(Raw data begins)

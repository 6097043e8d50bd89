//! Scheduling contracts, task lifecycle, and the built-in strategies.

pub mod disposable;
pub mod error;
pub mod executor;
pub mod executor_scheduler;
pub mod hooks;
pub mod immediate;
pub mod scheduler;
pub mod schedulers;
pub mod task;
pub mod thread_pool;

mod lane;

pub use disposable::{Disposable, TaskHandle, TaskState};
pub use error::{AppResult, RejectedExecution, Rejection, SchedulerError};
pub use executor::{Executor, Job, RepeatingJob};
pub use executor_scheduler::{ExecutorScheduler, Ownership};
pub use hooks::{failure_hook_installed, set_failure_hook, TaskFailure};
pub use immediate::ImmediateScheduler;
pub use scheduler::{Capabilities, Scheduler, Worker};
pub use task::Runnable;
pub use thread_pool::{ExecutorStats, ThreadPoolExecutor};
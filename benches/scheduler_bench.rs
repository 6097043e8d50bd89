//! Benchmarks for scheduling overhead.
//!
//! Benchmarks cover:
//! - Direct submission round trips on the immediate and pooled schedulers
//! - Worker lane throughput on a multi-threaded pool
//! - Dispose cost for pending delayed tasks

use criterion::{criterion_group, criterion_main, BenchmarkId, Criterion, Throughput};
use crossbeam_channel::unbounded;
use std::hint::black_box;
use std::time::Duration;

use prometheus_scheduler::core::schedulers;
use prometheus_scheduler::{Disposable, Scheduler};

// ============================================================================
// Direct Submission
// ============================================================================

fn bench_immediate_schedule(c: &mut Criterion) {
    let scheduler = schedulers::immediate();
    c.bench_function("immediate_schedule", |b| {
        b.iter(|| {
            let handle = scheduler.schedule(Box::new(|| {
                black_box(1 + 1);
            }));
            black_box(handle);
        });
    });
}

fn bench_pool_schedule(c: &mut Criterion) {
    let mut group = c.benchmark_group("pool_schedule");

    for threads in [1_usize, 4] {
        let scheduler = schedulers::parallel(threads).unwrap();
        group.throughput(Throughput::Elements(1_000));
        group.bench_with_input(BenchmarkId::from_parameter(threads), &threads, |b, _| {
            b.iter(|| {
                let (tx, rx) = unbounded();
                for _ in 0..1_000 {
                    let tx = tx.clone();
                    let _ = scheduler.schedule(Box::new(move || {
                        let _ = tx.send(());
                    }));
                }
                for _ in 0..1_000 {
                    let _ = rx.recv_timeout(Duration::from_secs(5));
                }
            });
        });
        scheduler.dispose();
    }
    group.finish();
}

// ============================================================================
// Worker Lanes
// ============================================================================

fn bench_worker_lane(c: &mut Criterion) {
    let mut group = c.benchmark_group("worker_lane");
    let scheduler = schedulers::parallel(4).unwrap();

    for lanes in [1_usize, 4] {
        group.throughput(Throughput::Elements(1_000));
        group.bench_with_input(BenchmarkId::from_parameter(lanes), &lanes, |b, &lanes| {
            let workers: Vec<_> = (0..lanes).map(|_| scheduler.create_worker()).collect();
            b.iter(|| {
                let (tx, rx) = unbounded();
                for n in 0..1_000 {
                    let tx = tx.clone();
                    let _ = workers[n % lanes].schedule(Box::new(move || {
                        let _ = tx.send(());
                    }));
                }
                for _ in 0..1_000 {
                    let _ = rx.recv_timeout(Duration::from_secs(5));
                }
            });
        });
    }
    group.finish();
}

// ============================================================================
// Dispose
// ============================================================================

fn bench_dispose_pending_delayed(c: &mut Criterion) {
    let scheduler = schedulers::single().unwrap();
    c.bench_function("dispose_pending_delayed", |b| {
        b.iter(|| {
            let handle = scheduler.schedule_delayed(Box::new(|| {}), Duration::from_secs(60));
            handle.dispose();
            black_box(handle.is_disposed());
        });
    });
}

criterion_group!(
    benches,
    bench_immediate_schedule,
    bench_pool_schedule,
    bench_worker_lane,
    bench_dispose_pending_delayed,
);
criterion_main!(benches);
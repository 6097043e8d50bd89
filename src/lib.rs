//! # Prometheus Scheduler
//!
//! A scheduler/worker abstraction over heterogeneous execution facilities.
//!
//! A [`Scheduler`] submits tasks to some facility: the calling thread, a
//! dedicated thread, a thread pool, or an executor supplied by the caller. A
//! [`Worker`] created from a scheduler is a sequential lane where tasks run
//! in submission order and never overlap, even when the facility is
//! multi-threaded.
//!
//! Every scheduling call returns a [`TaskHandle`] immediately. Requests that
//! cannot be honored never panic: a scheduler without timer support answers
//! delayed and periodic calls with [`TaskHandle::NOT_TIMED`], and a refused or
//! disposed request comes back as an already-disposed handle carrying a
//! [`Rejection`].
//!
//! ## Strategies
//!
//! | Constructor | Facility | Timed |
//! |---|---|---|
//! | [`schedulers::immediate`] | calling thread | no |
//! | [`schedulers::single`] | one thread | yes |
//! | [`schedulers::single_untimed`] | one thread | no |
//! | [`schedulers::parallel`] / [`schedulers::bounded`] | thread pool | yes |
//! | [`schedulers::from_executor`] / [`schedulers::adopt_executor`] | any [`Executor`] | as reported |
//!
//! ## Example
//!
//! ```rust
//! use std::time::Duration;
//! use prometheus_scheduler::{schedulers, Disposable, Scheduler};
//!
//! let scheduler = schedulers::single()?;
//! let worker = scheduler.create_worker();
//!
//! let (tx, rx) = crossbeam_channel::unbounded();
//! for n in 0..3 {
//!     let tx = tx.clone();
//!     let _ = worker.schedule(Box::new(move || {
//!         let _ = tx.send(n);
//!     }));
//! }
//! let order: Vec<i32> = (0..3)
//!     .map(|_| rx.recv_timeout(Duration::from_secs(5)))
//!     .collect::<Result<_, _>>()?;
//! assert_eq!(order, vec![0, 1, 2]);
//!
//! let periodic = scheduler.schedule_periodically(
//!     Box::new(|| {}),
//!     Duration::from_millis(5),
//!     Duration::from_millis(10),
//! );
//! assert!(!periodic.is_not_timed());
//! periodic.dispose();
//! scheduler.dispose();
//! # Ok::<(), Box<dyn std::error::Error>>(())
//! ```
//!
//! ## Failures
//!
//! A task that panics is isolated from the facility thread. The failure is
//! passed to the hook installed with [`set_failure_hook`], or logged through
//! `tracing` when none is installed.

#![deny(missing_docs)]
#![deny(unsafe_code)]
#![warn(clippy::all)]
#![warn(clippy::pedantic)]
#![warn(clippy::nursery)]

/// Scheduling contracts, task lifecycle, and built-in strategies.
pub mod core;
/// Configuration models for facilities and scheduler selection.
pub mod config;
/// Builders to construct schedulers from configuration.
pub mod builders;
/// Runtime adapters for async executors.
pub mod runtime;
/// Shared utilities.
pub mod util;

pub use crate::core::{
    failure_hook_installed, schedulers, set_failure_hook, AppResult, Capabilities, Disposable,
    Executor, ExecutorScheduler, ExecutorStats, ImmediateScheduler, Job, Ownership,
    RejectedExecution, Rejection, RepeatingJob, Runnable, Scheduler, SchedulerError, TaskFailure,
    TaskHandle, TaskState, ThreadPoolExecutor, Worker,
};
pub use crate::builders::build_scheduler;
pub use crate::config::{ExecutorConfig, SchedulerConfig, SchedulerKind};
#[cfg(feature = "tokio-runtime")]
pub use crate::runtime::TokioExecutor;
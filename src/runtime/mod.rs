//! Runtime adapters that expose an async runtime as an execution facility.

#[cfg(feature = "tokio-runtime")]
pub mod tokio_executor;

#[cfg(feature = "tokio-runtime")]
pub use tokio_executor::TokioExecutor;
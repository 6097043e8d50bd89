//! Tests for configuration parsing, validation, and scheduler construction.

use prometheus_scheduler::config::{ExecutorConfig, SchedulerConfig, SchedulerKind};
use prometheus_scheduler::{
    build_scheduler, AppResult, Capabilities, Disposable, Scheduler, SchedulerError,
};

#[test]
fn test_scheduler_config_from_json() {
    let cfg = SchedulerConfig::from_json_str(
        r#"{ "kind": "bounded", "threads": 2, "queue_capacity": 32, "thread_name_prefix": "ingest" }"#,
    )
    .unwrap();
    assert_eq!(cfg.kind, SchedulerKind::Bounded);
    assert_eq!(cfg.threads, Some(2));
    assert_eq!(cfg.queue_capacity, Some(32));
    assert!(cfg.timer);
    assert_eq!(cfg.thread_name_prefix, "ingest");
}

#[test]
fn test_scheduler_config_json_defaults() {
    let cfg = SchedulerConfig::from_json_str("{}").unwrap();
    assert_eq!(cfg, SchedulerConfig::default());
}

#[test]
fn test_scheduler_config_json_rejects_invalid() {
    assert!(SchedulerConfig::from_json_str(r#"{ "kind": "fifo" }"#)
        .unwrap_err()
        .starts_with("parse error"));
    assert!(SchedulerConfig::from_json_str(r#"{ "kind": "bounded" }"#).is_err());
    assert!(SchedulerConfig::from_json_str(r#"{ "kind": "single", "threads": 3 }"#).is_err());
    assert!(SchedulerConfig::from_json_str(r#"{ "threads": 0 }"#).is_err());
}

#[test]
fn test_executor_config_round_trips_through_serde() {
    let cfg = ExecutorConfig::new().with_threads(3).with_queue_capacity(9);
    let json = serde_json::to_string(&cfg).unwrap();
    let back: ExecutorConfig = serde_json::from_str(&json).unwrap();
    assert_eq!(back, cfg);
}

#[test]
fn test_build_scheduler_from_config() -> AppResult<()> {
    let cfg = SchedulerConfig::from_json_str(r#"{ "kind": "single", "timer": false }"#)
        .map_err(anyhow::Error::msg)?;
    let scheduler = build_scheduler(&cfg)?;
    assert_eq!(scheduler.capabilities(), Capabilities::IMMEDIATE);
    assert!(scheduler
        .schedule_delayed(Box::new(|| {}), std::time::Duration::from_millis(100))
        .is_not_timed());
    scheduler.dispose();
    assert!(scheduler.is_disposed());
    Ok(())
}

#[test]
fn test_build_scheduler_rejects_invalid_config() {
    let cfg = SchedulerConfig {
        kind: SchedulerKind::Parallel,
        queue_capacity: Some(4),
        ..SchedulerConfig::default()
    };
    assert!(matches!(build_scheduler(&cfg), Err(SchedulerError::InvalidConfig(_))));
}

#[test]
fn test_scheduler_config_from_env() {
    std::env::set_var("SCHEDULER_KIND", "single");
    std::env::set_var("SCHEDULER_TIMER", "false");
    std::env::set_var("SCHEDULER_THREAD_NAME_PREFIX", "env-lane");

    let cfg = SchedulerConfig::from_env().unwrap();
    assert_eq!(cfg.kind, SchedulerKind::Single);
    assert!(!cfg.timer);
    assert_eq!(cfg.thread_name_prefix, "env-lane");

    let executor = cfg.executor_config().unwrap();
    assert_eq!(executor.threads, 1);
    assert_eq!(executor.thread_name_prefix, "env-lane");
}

(Raw data ends)

▸ **Task to complete**: From the records above, tally every line that includes the word "clippy" and reply with the total by itself.

▸ **Output**: 3